Taymour Grahne Gallery is pleased to present Maia Cruz Palileo’s second solo show at the gallery, Dear, dear, dear, featuring new paintings, works on paper and fresco sculptures exploring notions of hybrid identity and homeland.
Lush green spears of foliage hark to tropical jungles. Hazy pink and purple skies lie low on the horizon, pregnant with potential, a raincloud threatening to break the inky sky. Figures stand in various tableaux as deft brushstrokes bring to life faces, limbs and bodies. Yet, these sparingly crafted faces conceal as much as they reveal – family portraits hovering between two worlds.
At the heart of Maia Cruz Palileo’s portraiture and landscape paintings is an interest in migration and the permeable concept of what comprises our ‘self’. She explores the mysterious state of being in-between; a hovering between past and present, belonging and desire.
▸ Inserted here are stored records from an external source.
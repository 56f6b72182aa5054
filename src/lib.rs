//! Generic, mutable, multi-way tree container for strict hierarchies with
//! stable node identity, ordered siblings, ownership-transferring insertion
//! and structural editing (subtree removal, promotion, extraction, deep
//! cloning).
//!
//! Two addressing variants share one container type:
//!
//! - [`ValueTree`] names nodes by equality of the stored value and walks
//!   the structure to find them.
//! - [`KeyedTree`] names nodes by the [`Identity`] matching key through an
//!   auxiliary index, giving O(1)-average lookup independent of value
//!   mutation or duplication elsewhere in the tree.
//!
//! Containers are single-threaded; callers needing shared access must
//! serialize externally.
//!
//! # Example
//!
//! ```
//! use idtree::{Removal, ValueTree};
//!
//! let mut tree = ValueTree::new();
//! tree.set_root(134).unwrap();
//! tree.insert(5, &134).unwrap();
//! tree.insert(6, &134).unwrap();
//! tree.insert(8, &6).unwrap();
//!
//! assert_eq!(tree.children(&134).unwrap().collect::<Vec<_>>(), vec![5, 6]);
//!
//! // Promote: 8 is re-parented onto 134 before 6 is destroyed.
//! tree.remove(&6, Removal::Promote).unwrap();
//! assert_eq!(tree.children(&134).unwrap().collect::<Vec<_>>(), vec![5, 8]);
//! assert_eq!(tree.parent(&8).unwrap(), &134);
//! ```

pub mod address;
pub mod arena;
pub mod cursor;
pub mod errors;
pub mod identity;
pub mod render;
pub mod tree;
pub mod util;

pub use address::{AddressMode, ByKey, ByValue};
pub use cursor::Cursor;
pub use errors::{TreeError, TreeResult};
pub use identity::{ascending, descending, Comparator, Identity};
pub use render::TreeRender;
pub use tree::{KeyedTree, Removal, Tree, ValueTree};
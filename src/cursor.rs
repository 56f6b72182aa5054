//! Snapshot-based enumerators over tree contents.

/// Lazy, restartable enumerator over an ordered snapshot of values.
///
/// A cursor clones the relevant sequence out of the container when it is
/// created, so structural mutation of the container never invalidates an
/// in-progress enumeration and is never reflected by it. Besides the std
/// [`Iterator`] impl, the cursor can [`peek`](Self::peek) without advancing
/// and [`rewind`](Self::rewind) to replay the same elements.
#[derive(Debug, Clone)]
pub struct Cursor<T> {
    items: Vec<T>,
    pos: usize,
}

impl<T> Cursor<T> {
    pub(crate) fn new(items: Vec<T>) -> Self {
        Self { items, pos: 0 }
    }

    /// True when at least one element remains.
    pub fn has_next(&self) -> bool {
        self.pos < self.items.len()
    }

    /// The element a call to `next` would yield, without advancing.
    pub fn peek(&self) -> Option<&T> {
        self.items.get(self.pos)
    }

    /// Restarts the enumeration from the first element of the snapshot.
    pub fn rewind(&mut self) {
        self.pos = 0;
    }

    /// Total number of elements in the snapshot, regardless of position.
    pub fn len(&self) -> usize {
        self.items.len()
    }

    pub fn is_empty(&self) -> bool {
        self.items.is_empty()
    }
}

impl<T: Clone> Iterator for Cursor<T> {
    type Item = T;

    fn next(&mut self) -> Option<T> {
        let item = self.items.get(self.pos).cloned();
        if item.is_some() {
            self.pos += 1;
        }
        item
    }

    fn size_hint(&self) -> (usize, Option<usize>) {
        let remaining = self.items.len() - self.pos;
        (remaining, Some(remaining))
    }
}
She draws on photographs and videos of where her family has lived, specifically Manila, Philippines, and Chicago, where she was born. Her paintings are reconstructions based on a mixture of retrospection and photographic references from her family archive.
Comprising layers of thin oil paint, some areas accumulate more, creating thick, palpable textures, representing parts constantly retold. Others remain thin and transparent, reflecting information withheld, bringing to light aspects of history that remain silent, lost in the transference of migration and colonization. In Palileo’s new works, she draws on historical photographs from the little-known Philippine-American war (1899-1902), a defining moment in the Philippines’ history as colonial ownership was transferred to America from Spain. Darker elements, including memento mori-like skulls appear, mingled with lush foliage inspired by observational sketches made during residencies in the last year in the Bronx’s Wave Hill, as well as New Orleans. They are mixed with familial oral histories learnt during visits back to Manila, a process of exploring personal history within the fabric of a broader history of Americanisation, alongside the uncovering of the history between her two home countries – through imperialism, violence and, ultimately, assimilation.
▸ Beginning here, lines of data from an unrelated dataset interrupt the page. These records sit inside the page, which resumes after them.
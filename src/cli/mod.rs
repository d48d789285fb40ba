//! Non-interactive commands: list icons, clear the cache.

use std::time::Duration;

use console::style;
use indicatif::{ProgressBar, ProgressStyle};

use crate::{
    AppConfig, FileStore, GalleryView, GithubSource, Icon, IconCache, IconRepository,
    RefreshOutcome, ToastKind, filter_icons,
};

const SEPARATOR: &str = "────────────────────────────────────────────────────────────";

/// Creates the spinner shown while the listing is fetched.
fn make_spinner(listing_url: &str) -> ProgressBar {
    let bar = ProgressBar::new_spinner();
    bar.set_style(
        ProgressStyle::with_template("{spinner:.cyan} {msg} [{elapsed}]")
            .expect("spinner template is valid"),
    );
    bar.set_message(format!("Fetching icons from {listing_url}"));
    bar.enable_steady_tick(Duration::from_millis(100));
    bar
}

/// Prints toasts and inline errors above the spinner.
struct SpinnerView {
    bar: ProgressBar,
}

impl GalleryView for SpinnerView {
    fn show_error(&self, message: &str) {
        self.bar
            .println(format!("{} {message}", style("✗").red().bold()));
    }

    fn show_toast(&self, message: &str, kind: ToastKind) {
        let marker = match kind {
            ToastKind::Success => style("✓").green().bold(),
            ToastKind::Error => style("✗").red().bold(),
            ToastKind::Warning => style("!").yellow().bold(),
        };
        self.bar.println(format!("{marker} {message}"));
    }
}

/// Prints the icons matching `query`, one per line, with a summary.
pub fn print_icon_list(icons: &[Icon], query: &str) {
    let matches = filter_icons(icons, query);
    if matches.is_empty() {
        println!("{}", style(crate::grid::NO_RESULTS).dim());
        return;
    }

    println!("{SEPARATOR}");
    for icon in &matches {
        if icon.is_placeholder() {
            println!("  {} {}", icon.name, style("(no markup)").red());
        } else {
            println!("  {}", icon.name);
        }
    }
    println!("{SEPARATOR}");
    if query.is_empty() {
        println!("  {} icon(s)", matches.len());
    } else {
        println!("  {} of {} icon(s) match '{query}'", matches.len(), icons.len());
    }
}

/// Refreshes the icon list and prints the icons matching `query`.
///
/// Falls back to the local cache when the refresh fails.
///
/// # Errors
/// Returns an error if the HTTP client cannot be built, or if no icons are
/// available at all (refresh failed and nothing is cached).
pub async fn run_list(config: AppConfig, query: &str) -> crate::Result<()> {
    let source = GithubSource::from_config(&config.source)?;
    let mut repository = IconRepository::new(
        source,
        FileStore::new(&config.cache.dir),
        config.source.file_suffix.clone(),
    );

    let bar = make_spinner(&config.source.listing_url);
    let view = SpinnerView { bar: bar.clone() };
    let outcome = repository.refresh(&view).await;
    bar.finish_and_clear();

    match outcome {
        RefreshOutcome::Failed { error } => Err(crate::Error::NoIcons(error)),
        RefreshOutcome::Fresh { .. } | RefreshOutcome::Stale { .. } => {
            print_icon_list(repository.icons(), query);
            Ok(())
        }
    }
}

/// Removes every persisted icon-cache entry.
///
/// # Errors
/// Returns an error if a cache file exists but cannot be removed.
pub fn run_clear_cache(config: &AppConfig) -> crate::Result<()> {
    let cache = IconCache::new(FileStore::new(&config.cache.dir));
    cache.clear()?;
    println!(
        "{} Cleared icon cache in {}",
        style("✓").green().bold(),
        config.cache.dir.display()
    );
    Ok(())
}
Maia Cruz Palileo (b. 1979) is a recipient of the Rema Hort Mann Foundation Emerging Artist Grant, NYFA Painting Fellowship, Joan Mitchell Foundation MFA Award and the Astraea Visual Arts Fund Award. She received an MFA in sculpture from Brooklyn College, City University of New York and BA in Studio Art at Mount Holyoke College, Massachusetts. Maia has participated in residencies at Skowhegan School of Painting and Sculpture, Maine, Lower East Side Print Shop, New York, Millay Colony, New York, Wave Hill, Bronx, and the Joan Mitchell Center, New Orleans. She lives and works in Brooklyn, NY.